The strength of certain genres is usually found within the requisite parts for their respective idioms. For example, any sports film is only as good as the underdog-turned-superstar at the center of the story, as well as the overwhelming odds he faces, i.e. a spectacularly talented team he’s going against. For any action film, the odds are stacked against the hero in a different manner, where there’s a desperate race against time to save someone, something, somewhere, or whatever else from some sort of catastrophic, cliché event. Thrillers were only as clever as their main-character sleuth, and only as scary as their villain. At least, that’s how genre-films used to work.

Fortunately for us, we’re living in a time where the lines have blurred to the point of becoming almost invisible, if non-existent. Action films can be as funny, if not funnier, than most comedies. Dramas can be more tense and suspenseful than some thrillers. And some romantic stories can be more action-packed than the action stories of yester-year.
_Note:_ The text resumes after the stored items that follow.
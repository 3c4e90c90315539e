//! Geometric primitives shared by the layout engine.

use std::fmt::{self, Write as _};

use serde::Serialize;

/// A point on the logical canvas (y grows downwards).
#[derive(Debug, Clone, Copy, PartialEq, Default, Serialize)]
pub struct Point {
    pub x: f64,
    pub y: f64,
}

impl Point {
    /// Create a new point.
    pub const fn new(x: f64, y: f64) -> Self {
        Self { x, y }
    }

    /// Translate by an offset.
    pub fn offset(&self, dx: f64, dy: f64) -> Self {
        Self::new(self.x + dx, self.y + dy)
    }
}

impl fmt::Display for Point {
    fn fmt(&self, f: &mut fmt::Formatter<'_>) -> fmt::Result {
        write!(f, "{} {}", self.x, self.y)
    }
}

/// An open polyline: move to the first point, then straight lines through
/// the rest.
#[derive(Debug, Clone, PartialEq, Default, Serialize)]
#[serde(transparent)]
pub struct Polyline {
    points: Vec<Point>,
}

impl Polyline {
    /// Create a polyline through the given points.
    pub fn new(points: Vec<Point>) -> Self {
        Self { points }
    }

    /// All vertices in drawing order.
    pub fn points(&self) -> &[Point] {
        &self.points
    }

    /// First vertex.
    pub fn start(&self) -> Option<Point> {
        self.points.first().copied()
    }

    /// Last vertex.
    pub fn end(&self) -> Option<Point> {
        self.points.last().copied()
    }

    /// Sum of segment lengths.
    pub fn length(&self) -> f64 {
        self.points
            .windows(2)
            .map(|w| (w[1].x - w[0].x).hypot(w[1].y - w[0].y))
            .sum()
    }

    /// SVG path data, e.g. `M 240 250 L 350 250 L 350 80`.
    pub fn svg_path_data(&self) -> String {
        let mut d = String::new();
        for (i, p) in self.points.iter().enumerate() {
            if i > 0 {
                d.push(' ');
            }
            let cmd = if i == 0 { 'M' } else { 'L' };
            // Writing into a String cannot fail
            let _ = write!(d, "{cmd} {p}");
        }
        d
    }
}

/// An opaque 8-bit RGB colour.
#[derive(Debug, Clone, Copy, PartialEq, Eq, Hash, Serialize)]
pub struct Rgb {
    pub r: u8,
    pub g: u8,
    pub b: u8,
}

impl Rgb {
    pub const WHITE: Rgb = Rgb::new(255, 255, 255);

    /// Create a new colour.
    pub const fn new(r: u8, g: u8, b: u8) -> Self {
        Self { r, g, b }
    }

    /// Build a colour from real-valued channels, rounding and clamping each.
    pub fn from_channels(r: f64, g: f64, b: f64) -> Self {
        fn channel(v: f64) -> u8 {
            v.round().clamp(0.0, 255.0) as u8
        }
        Self::new(channel(r), channel(g), channel(b))
    }

    /// CSS hex notation, e.g. `#ffc800`.
    pub fn to_hex(&self) -> String {
        format!("#{:02x}{:02x}{:02x}", self.r, self.g, self.b)
    }
}

impl fmt::Display for Rgb {
    fn fmt(&self, f: &mut fmt::Formatter<'_>) -> fmt::Result {
        write!(f, "rgb({}, {}, {})", self.r, self.g, self.b)
    }
}
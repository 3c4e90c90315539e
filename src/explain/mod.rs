//! Natural-language explanations of the current circuit.
//!
//! The text itself comes from an external generative service behind the
//! [`TextGenerator`] trait. This module decides *whether* to ask, and turns
//! every failure into one of a few fixed messages so callers never see an
//! error:
//!
//! | Situation | Source | Network call |
//! |-----------|--------|--------------|
//! | Switch open | [`ExplanationSource::SwitchOpen`] | no |
//! | No credential | [`ExplanationSource::MissingCredential`] | no |
//! | Service returned text | [`ExplanationSource::Generated`] | yes |
//! | Service returned nothing | [`ExplanationSource::EmptyResponse`] | yes |
//! | Transport or decoding failure | [`ExplanationSource::TransientFailure`] | yes |
//!
//! Failed requests are not retried; the transient message asks the user to
//! try again.

#[cfg(feature = "gemini")]
mod gemini;
mod prompt;

#[cfg(feature = "gemini")]
pub use gemini::GeminiClient;
pub use prompt::{build_prompt, connection_name, PromptRequest, SYSTEM_INSTRUCTION};

use log::{error, warn};
use serde::Serialize;

use crate::circuit::CircuitConfiguration;
use crate::config::{ExplainerConfig, API_KEY_VAR, DEFAULT_TEMPERATURE};
use crate::error::{BulbLabError, Result};

/// Shown when the switch is open; no request is made.
pub const SWITCH_OPEN_TEXT: &str = "스위치가 열려 있어 전류가 흐르지 않습니다. \
스위치를 닫아 전구에 불을 켜보세요! 전구가 켜져야 밝기를 관찰할 수 있습니다.";

/// Shown when no credential is configured.
pub const MISSING_CREDENTIAL_TEXT: &str =
    "API 키가 설정되지 않았습니다. 환경 변수(API_KEY) 설정을 확인해주세요.";

/// Shown when the service answered without any text.
pub const EMPTY_RESPONSE_TEXT: &str = "설명을 불러올 수 없습니다.";

/// Shown when the request failed; the user is asked to retry.
pub const TRANSIENT_FAILURE_TEXT: &str =
    "AI 선생님과 연결하는데 문제가 생겼어요. 잠시 후 다시 시도해주세요.";

/// A backend capable of producing text for a prompt.
pub trait TextGenerator {
    /// Produce text for the request.
    fn generate(&self, request: &PromptRequest) -> Result<String>;
}

impl<F> TextGenerator for F
where
    F: Fn(&PromptRequest) -> Result<String>,
{
    fn generate(&self, request: &PromptRequest) -> Result<String> {
        self(request)
    }
}

/// Where an explanation's text came from.
#[derive(Debug, Clone, Copy, PartialEq, Eq, Hash, Serialize)]
#[serde(rename_all = "snake_case")]
pub enum ExplanationSource {
    Generated,
    SwitchOpen,
    MissingCredential,
    EmptyResponse,
    TransientFailure,
}

/// Text ready to show to the user.
#[derive(Debug, Clone, PartialEq, Eq, Serialize)]
pub struct Explanation {
    pub text: String,
    pub source: ExplanationSource,
}

impl Explanation {
    fn fallback(source: ExplanationSource, text: &str) -> Self {
        Self {
            text: text.to_string(),
            source,
        }
    }

    /// The fixed open-switch message.
    pub fn switch_open() -> Self {
        Self::fallback(ExplanationSource::SwitchOpen, SWITCH_OPEN_TEXT)
    }

    /// The fixed missing-credential message.
    pub fn missing_credential() -> Self {
        Self::fallback(ExplanationSource::MissingCredential, MISSING_CREDENTIAL_TEXT)
    }

    /// Map the outcome of a service call onto user-facing text.
    ///
    /// Errors are logged here and go no further.
    pub fn from_outcome(outcome: Result<String>) -> Self {
        match outcome {
            Ok(text) if text.trim().is_empty() => {
                warn!("explanation service returned no text");
                Self::fallback(ExplanationSource::EmptyResponse, EMPTY_RESPONSE_TEXT)
            }
            Ok(text) => Self {
                text: text.trim().to_string(),
                source: ExplanationSource::Generated,
            },
            Err(BulbLabError::MissingCredential { variable }) => {
                warn!("{variable} is missing from the environment");
                Self::missing_credential()
            }
            Err(e) => {
                error!("explanation request failed: {e}");
                Self::fallback(ExplanationSource::TransientFailure, TRANSIENT_FAILURE_TEXT)
            }
        }
    }

    /// Whether this is one of the fixed messages.
    pub fn is_fallback(&self) -> bool {
        self.source != ExplanationSource::Generated
    }
}

/// What to do about an explanation request.
#[derive(Debug, Clone, PartialEq)]
pub enum ExplanationPlan {
    /// The answer is known locally.
    Immediate(Explanation),
    /// The service has to be asked.
    Request(PromptRequest),
}

/// Decide how to answer for a configuration.
///
/// An open switch always short-circuits, whatever the credential situation.
pub fn plan_explanation(config: &CircuitConfiguration, temperature: f32) -> ExplanationPlan {
    if !config.switch_closed() {
        return ExplanationPlan::Immediate(Explanation::switch_open());
    }
    ExplanationPlan::Request(build_prompt(config, temperature))
}

#[cfg(feature = "gemini")]
fn default_backend(config: &ExplainerConfig) -> Option<Box<dyn TextGenerator>> {
    match GeminiClient::new(config) {
        Ok(client) => Some(Box::new(client)),
        Err(e) => {
            warn!("could not create explanation client: {e}");
            None
        }
    }
}

#[cfg(not(feature = "gemini"))]
fn default_backend(_config: &ExplainerConfig) -> Option<Box<dyn TextGenerator>> {
    warn!("built without an explanation backend; explanations will use fallback text");
    None
}

/// Produces explanations, falling back to fixed text on any failure.
pub struct Explainer {
    generator: Option<Box<dyn TextGenerator>>,
    temperature: f32,
}

impl Explainer {
    /// Explainer backed by the given generator.
    pub fn new(generator: Box<dyn TextGenerator>, temperature: f32) -> Self {
        Self {
            generator: Some(generator),
            temperature,
        }
    }

    /// Explainer with no backend; closed-switch requests report a missing credential.
    pub fn unconfigured() -> Self {
        Self {
            generator: None,
            temperature: DEFAULT_TEMPERATURE,
        }
    }

    /// Build the default backend from configuration.
    pub fn from_config(config: &ExplainerConfig) -> Self {
        if !config.has_credential() {
            warn!("{API_KEY_VAR} is not set; explanations will use fallback text");
            return Self::unconfigured();
        }

        match default_backend(config) {
            Some(generator) => Self::new(generator, config.temperature),
            None => Self::unconfigured(),
        }
    }

    /// Whether a backend is available.
    pub fn is_configured(&self) -> bool {
        self.generator.is_some()
    }

    /// Explain a configuration. Never fails.
    pub fn explain(&self, config: &CircuitConfiguration) -> Explanation {
        let request = match plan_explanation(config, self.temperature) {
            ExplanationPlan::Immediate(explanation) => return explanation,
            ExplanationPlan::Request(request) => request,
        };

        let outcome = match &self.generator {
            Some(generator) => generator.generate(&request),
            None => Err(BulbLabError::MissingCredential {
                variable: API_KEY_VAR.to_string(),
            }),
        };

        Explanation::from_outcome(outcome)
    }
}

#[cfg(test)]
mod tests {
    use std::cell::Cell;
    use std::rc::Rc;

    use super::*;
    use crate::circuit::ConnectionType;

    fn closed(n: u32, connection: ConnectionType) -> CircuitConfiguration {
        CircuitConfiguration::new(n, connection, true).unwrap()
    }

    fn counting_explainer(reply: Result<String>) -> (Explainer, Rc<Cell<usize>>) {
        let calls = Rc::new(Cell::new(0));
        let seen = Rc::clone(&calls);
        let reply = std::cell::RefCell::new(Some(reply));
        let generator = move |_: &PromptRequest| {
            seen.set(seen.get() + 1);
            reply
                .borrow_mut()
                .take()
                .unwrap_or_else(|| Ok("again".to_string()))
        };
        (Explainer::new(Box::new(generator), 0.7), calls)
    }

    #[test]
    fn test_open_switch_skips_service() {
        let (explainer, calls) = counting_explainer(Ok("unused".to_string()));
        let config = CircuitConfiguration::new(3, ConnectionType::Parallel, false).unwrap();

        let explanation = explainer.explain(&config);
        assert_eq!(explanation, Explanation::switch_open());
        assert_eq!(calls.get(), 0);
    }

    #[test]
    fn test_open_switch_wins_over_missing_credential() {
        let config = CircuitConfiguration::default();
        let explanation = Explainer::unconfigured().explain(&config);
        assert_eq!(explanation.source, ExplanationSource::SwitchOpen);
    }

    #[test]
    fn test_missing_credential() {
        let explanation = Explainer::unconfigured().explain(&closed(1, ConnectionType::Series));
        assert_eq!(explanation.source, ExplanationSource::MissingCredential);
        assert_eq!(explanation.text, MISSING_CREDENTIAL_TEXT);
    }

    #[test]
    fn test_from_config_without_key_is_unconfigured() {
        let explainer = Explainer::from_config(&ExplainerConfig::new());
        assert!(!explainer.is_configured());
    }

    #[test]
    fn test_generated_text_is_trimmed() {
        let (explainer, calls) = counting_explainer(Ok("  전구가 더 밝아져요!\n".to_string()));
        let explanation = explainer.explain(&closed(2, ConnectionType::Series));
        assert_eq!(explanation.source, ExplanationSource::Generated);
        assert_eq!(explanation.text, "전구가 더 밝아져요!");
        assert!(!explanation.is_fallback());
        assert_eq!(calls.get(), 1);
    }

    #[test]
    fn test_empty_response_falls_back() {
        let (explainer, _) = counting_explainer(Ok("   ".to_string()));
        let explanation = explainer.explain(&closed(1, ConnectionType::Parallel));
        assert_eq!(explanation.source, ExplanationSource::EmptyResponse);
        assert_eq!(explanation.text, EMPTY_RESPONSE_TEXT);
    }

    #[test]
    fn test_transport_failure_falls_back_without_retry() {
        let (explainer, calls) =
            counting_explainer(Err(BulbLabError::transport("connection refused")));
        let explanation = explainer.explain(&closed(3, ConnectionType::Series));
        assert_eq!(explanation.source, ExplanationSource::TransientFailure);
        assert_eq!(explanation.text, TRANSIENT_FAILURE_TEXT);
        assert_eq!(calls.get(), 1);
    }

    #[test]
    fn test_malformed_response_is_transient() {
        let explanation =
            Explanation::from_outcome(Err(BulbLabError::malformed_response("not json")));
        assert_eq!(explanation.source, ExplanationSource::TransientFailure);
    }

    #[test]
    fn test_generator_receives_prompt() {
        let generator = |request: &PromptRequest| -> Result<String> {
            assert!(request.prompt.contains("2개"));
            assert!(request.prompt.contains("직렬"));
            Ok(format!("temperature {}", request.temperature))
        };
        let explainer = Explainer::new(Box::new(generator), 0.25);
        let explanation = explainer.explain(&closed(2, ConnectionType::Series));
        assert_eq!(explanation.text, "temperature 0.25");
    }

    #[test]
    fn test_plan() {
        assert_eq!(
            plan_explanation(&CircuitConfiguration::default(), 0.7),
            ExplanationPlan::Immediate(Explanation::switch_open())
        );
        assert!(matches!(
            plan_explanation(&closed(1, ConnectionType::Series), 0.7),
            ExplanationPlan::Request(_)
        ));
    }
}
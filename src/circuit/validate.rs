//! Configuration validation.
//!
//! The model accepts between one and [`MAX_BATTERY_COUNT`] cells. Hosts that hand us
//! untyped numbers (JavaScript, JSON) go through [`battery_count_from_f64`]
//! so that negative, fractional and non-finite inputs are rejected rather
//! than silently rounded.

use crate::error::{BulbLabError, Result};

/// Largest bank the layout will place.
pub const MAX_BATTERY_COUNT: u32 = 64;

/// Validate a battery count.
///
/// Checks:
/// - At least one cell is present
/// - No more than [`MAX_BATTERY_COUNT`] cells
pub fn validate_battery_count(count: u32) -> Result<()> {
    if count == 0 {
        return Err(BulbLabError::invalid_battery_count(
            count,
            "at least one battery is required",
        ));
    }
    if count > MAX_BATTERY_COUNT {
        return Err(BulbLabError::invalid_battery_count(
            count,
            format!("at most {MAX_BATTERY_COUNT} batteries are supported"),
        ));
    }
    Ok(())
}

/// Convert a loosely typed host number into a validated battery count.
pub fn battery_count_from_f64(value: f64) -> Result<u32> {
    if !value.is_finite() {
        return Err(BulbLabError::invalid_battery_count(value, "must be a finite number"));
    }
    if value.fract() != 0.0 {
        return Err(BulbLabError::invalid_battery_count(value, "must be a whole number"));
    }
    if value < 1.0 {
        return Err(BulbLabError::invalid_battery_count(
            value,
            "at least one battery is required",
        ));
    }
    if value > f64::from(MAX_BATTERY_COUNT) {
        return Err(BulbLabError::invalid_battery_count(
            value,
            format!("at most {MAX_BATTERY_COUNT} batteries are supported"),
        ));
    }

    let count = value as u32;
    validate_battery_count(count)?;
    Ok(count)
}

#[cfg(test)]
mod tests {
    use super::*;

    #[test]
    fn test_from_f64_accepts_whole_positive() {
        assert_eq!(battery_count_from_f64(1.0).unwrap(), 1);
        assert_eq!(battery_count_from_f64(3.0).unwrap(), 3);
    }

    #[test]
    fn test_from_f64_rejects_out_of_domain() {
        for bad in [0.0, -1.0, 2.5, f64::NAN, f64::INFINITY, 1e12, 2_000_000_000.0] {
            assert!(
                matches!(
                    battery_count_from_f64(bad),
                    Err(BulbLabError::InvalidBatteryCount { .. })
                ),
                "{bad} should be rejected"
            );
        }
    }

    #[test]
    fn test_upper_bound() {
        assert!(validate_battery_count(MAX_BATTERY_COUNT).is_ok());
        assert!(validate_battery_count(MAX_BATTERY_COUNT + 1).is_err());
        assert!(validate_battery_count(u32::MAX).is_err());

        let max = f64::from(MAX_BATTERY_COUNT);
        assert_eq!(battery_count_from_f64(max).unwrap(), MAX_BATTERY_COUNT);
        assert!(matches!(
            battery_count_from_f64(max + 1.0),
            Err(BulbLabError::InvalidBatteryCount { .. })
        ));
    }
}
Such is the case with Sherlock Holmes: A Game of Shadows, the sequel to 2009’s surprise hit, Sherlock Holmes. The first film took the director’s quirky abilities and applied them to a larger scale Hollywood type film, with the eponymous hero’s bizarre, clever nature highlighting that quirkiness with a healthy, hilarious dose of his own. The film was, to some extent, simply a vehicle to set up this film’s villain. Unlike the first film, this movie is more of an event-driven action film, though it is both funnier than most comedies and smarter than most thrillers, thanks largely in part to the returning, immensely talented cast, lead by the always-entertaining Robert Downey Jr. in the film’s leading role, as the greatest and most brilliant detective to have ever lived, Sherlock Holmes. His faithful partner, Dr. John Watson, following the events of the first film, is set to wed, and has disbanded the partnership with Holmes. To pass the time, Holmes has taken to gathering clues on his new nemesis, the equally brilliant but nefarious Professor James Moriarty, played by the bearded Jared Harris. It is from these two characters, and by extension their actors, that the film draws its considerable strength. Both men are able to uncannily anticipate one another, creating a tense, sometimes violent, almost literal game of cat and mouse, where only their equally genius level intellects can save them. It’s a testament to both men that their characters not only look and sound like two of the most brilliant minds ever, but that they seem and feel like they are, as well. Their talent gives weight to the characters that we might not have had if other, less convincing actors had been cast.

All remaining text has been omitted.